Works in Critical Context
Aside from the devoted readers of Weird Tales, very few people were aware of the work of Lovecraft during his lifetime. Beginning with the efforts of August Derleth and Donald Wandrei, posthumous publications of Lovecraft’s stories have reached an ever-growing audience, attracting considerable critical attention. Critical reception to Love-craft displays an unusual diversity, from exasperated attacks to reverent celebrations. The uneven quality of his work and his eccentric, old-fashioned prose style have led his severest detractors to regard him as an isolated neurotic.

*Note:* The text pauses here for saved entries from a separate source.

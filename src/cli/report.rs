//! Progress reporting for the command line

use std::io::Write;
use std::path::Path;
use std::sync::Arc;

use crate::domain::model::{Job, JobStatus, ProgressSnapshot};
use crate::utils::format::{format_clock, format_size};

/// Receives job lifecycle events for display
pub trait ProgressReporter: Send + Sync {
    fn on_start(&self, input: &Path, output: &Path);
    /// `item` is the batch index, `None` for a single conversion
    fn on_progress(&self, item: Option<usize>, snapshot: &ProgressSnapshot);
    fn on_complete(&self, output: &Path);
    fn on_error(&self, error: &str);
    fn on_cancel(&self);
    fn on_batch_progress(&self, done: usize, total: usize);
    fn on_batch_summary(&self, items: &[Job]);
}

/// Pick the reporter for `--json`
pub fn reporter(json: bool) -> Arc<dyn ProgressReporter> {
    if json {
        Arc::new(JsonReporter)
    } else {
        Arc::new(ConsoleReporter::default())
    }
}

/// Progress bar on a single, rewritten console line
#[derive(Debug)]
pub struct ConsoleReporter {
    bar_length: usize,
}

impl Default for ConsoleReporter {
    fn default() -> Self {
        Self { bar_length: 20 }
    }
}

impl ConsoleReporter {
    fn progress_line(&self, item: Option<usize>, snapshot: &ProgressSnapshot) -> String {
        let mut line = String::new();
        if let Some(index) = item {
            line.push_str(&format!("#{} ", index + 1));
        }
        if let Some(percent) = snapshot.percent {
            let filled = ((percent / 100.0) * self.bar_length as f64) as usize;
            let filled = filled.min(self.bar_length);
            line.push_str(&format!(
                "[{}{}] {:>5.1}%",
                "#".repeat(filled),
                "-".repeat(self.bar_length - filled),
                percent
            ));
        }
        if let Some(time) = snapshot.current_time {
            line.push_str(&format!(" {}", format_clock(time)));
        }
        if let Some(size) = snapshot.size {
            line.push_str(&format!(" {}", format_size(size)));
        }
        if let Some(speed) = snapshot.speed {
            line.push_str(&format!(" {:.2}x", speed));
        }
        line
    }
}

impl ProgressReporter for ConsoleReporter {
    fn on_start(&self, input: &Path, output: &Path) {
        println!("Converting {} -> {}", input.display(), output.display());
    }

    fn on_progress(&self, item: Option<usize>, snapshot: &ProgressSnapshot) {
        if snapshot.percent.is_none() && snapshot.current_time.is_none() {
            return;
        }
        let mut stdout = std::io::stdout().lock();
        let _ = write!(stdout, "\r{}", self.progress_line(item, snapshot));
        let _ = stdout.flush();
    }

    fn on_complete(&self, output: &Path) {
        println!("\nCompleted: {}", output.display());
    }

    fn on_error(&self, error: &str) {
        println!("\nError: {}", error);
    }

    fn on_cancel(&self) {
        println!("\nConversion cancelled");
    }

    fn on_batch_progress(&self, done: usize, total: usize) {
        println!("\nBatch: {}/{} finished", done, total);
    }

    fn on_batch_summary(&self, items: &[Job]) {
        println!();
        println!("Batch Summary");
        println!("=============");
        for (i, job) in items.iter().enumerate() {
            println!("  {:>3}. [{}] {}", i + 1, job.status, job.input.display());
        }

        let failed: Vec<&Job> = items
            .iter()
            .filter(|job| job.status == JobStatus::Failed)
            .collect();
        if !failed.is_empty() {
            println!();
            println!("Failures:");
            for job in failed {
                println!(
                    "  {}: {}",
                    job.input.display(),
                    job.error.as_deref().unwrap_or("unknown error")
                );
            }
        }
    }
}

/// One JSON object per line on stdout
#[derive(Debug, Default)]
pub struct JsonReporter;

impl ProgressReporter for JsonReporter {
    fn on_start(&self, input: &Path, output: &Path) {
        let event = serde_json::json!({
            "event": "start",
            "input": input,
            "output": output,
            "timestamp": chrono::Utc::now().to_rfc3339()
        });
        println!("{}", event);
    }

    fn on_progress(&self, item: Option<usize>, snapshot: &ProgressSnapshot) {
        let event = serde_json::json!({
            "event": "progress",
            "item": item,
            "progress": snapshot,
            "timestamp": chrono::Utc::now().to_rfc3339()
        });
        println!("{}", event);
    }

    fn on_complete(&self, output: &Path) {
        let event = serde_json::json!({
            "event": "complete",
            "output": output,
            "timestamp": chrono::Utc::now().to_rfc3339()
        });
        println!("{}", event);
    }

    fn on_error(&self, error: &str) {
        let event = serde_json::json!({
            "event": "error",
            "error": error,
            "timestamp": chrono::Utc::now().to_rfc3339()
        });
        println!("{}", event);
    }

    fn on_cancel(&self) {
        let event = serde_json::json!({
            "event": "cancel",
            "timestamp": chrono::Utc::now().to_rfc3339()
        });
        println!("{}", event);
    }

    fn on_batch_progress(&self, done: usize, total: usize) {
        let event = serde_json::json!({
            "event": "batch_progress",
            "completed": done,
            "total": total,
            "timestamp": chrono::Utc::now().to_rfc3339()
        });
        println!("{}", event);
    }

    fn on_batch_summary(&self, items: &[Job]) {
        let event = serde_json::json!({
            "event": "batch_complete",
            "items": items,
            "timestamp": chrono::Utc::now().to_rfc3339()
        });
        println!("{}", event);
    }
}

For example, the noted science fiction author Ursula K. Le Guin, in the Times Literary Supplement, called Lovecraft ”an exceptionally, almost impeccably, bad writer.” On the other hand, his many aficionados applaud his ability to make readers’ flesh creep by invoking unseen, unearthly powers.
Beyond Victorian Horror
An important controversy in Lovecraft criticism regards how to classify his work in terms of genre. Various labels have been employed, from the broad designations of ”horror” and ”Gothic” to terms such as ”mechanistic supernatural.” While his works clearly belong to the tradition of Gothic literature, Lovecraft did not depend on the common mythic concepts associated with the tradition, such as ghosts, vampires, witches, and other figures of folklore. Instead of such hobgoblins, Lovecraft substituted a philosophical viewpoint aligned with modern science, but pulled, as if by gravity, toward the irrational. Donald Burleson writes in H. P. Lovecraft: A Critical Study:
The horror, ultimately, in a Lovecraft tale is not some gelatinous lurker in dark places, but rather the realization, by the characters involved, of their helplessness and their insignificance in the scheme of things . . . their own mote like unimportance in a blind and chaotic universe which neither loves them nor even finds them worthy of notice.
- Burleson, Donald. H. P. Lovecraft: A Critical Study. Westport, Conn.: Greenwood Press, 1983.
- Carter, Lin. Lovecraft: A Look behind the ”Cthulhu Mythos.” New York: Ballantine, 1972.
- Davis, Sonia H. The Private Life of H. P. Lovecraft. West Warwick, R.I.: Necronomicon Press, 1985.
- Derleth, August. H. P. L.: A Memoir. Chicago: Ben Abramson, 1945.
- Joshi, S. T. H. P. Lovecraft; A Life. West Warwick, R.I.: Necronomicon Press, 1996.
- –, ed. H. P. Lovecraft: Four Decades of Criticism. Athens, Ohio: Ohio University Press, 1980.
- Levy, Maurice. Lovecraft: A Study in the Fantastic (translated by S. T. Joshi). Detroit.: Wayne State University Press, 1988.
- Price, Robert M., ed. H. P. Lovecraft and the Cthulhu Mythos: Essays on America’s Classic Writer of Horror Fiction. San Bernardino, Calif.: Borgo Press, 1995.
- Schweitzer, Darrell. The Dream Quest of H. P. Lovecraft. San Bernardino, Calif.: Borgo Press, 1978.
- Turner, Jim, ed. Eternal Lovecraft: The Persistence of HPL in Popular Culture. Collinsville, Ill.: Golden Gryphon Press, 1998.
- Wilson, Colin. The Strength to Dream: Literature and the Imagination. Boston: Houghton Mifflin, 1962.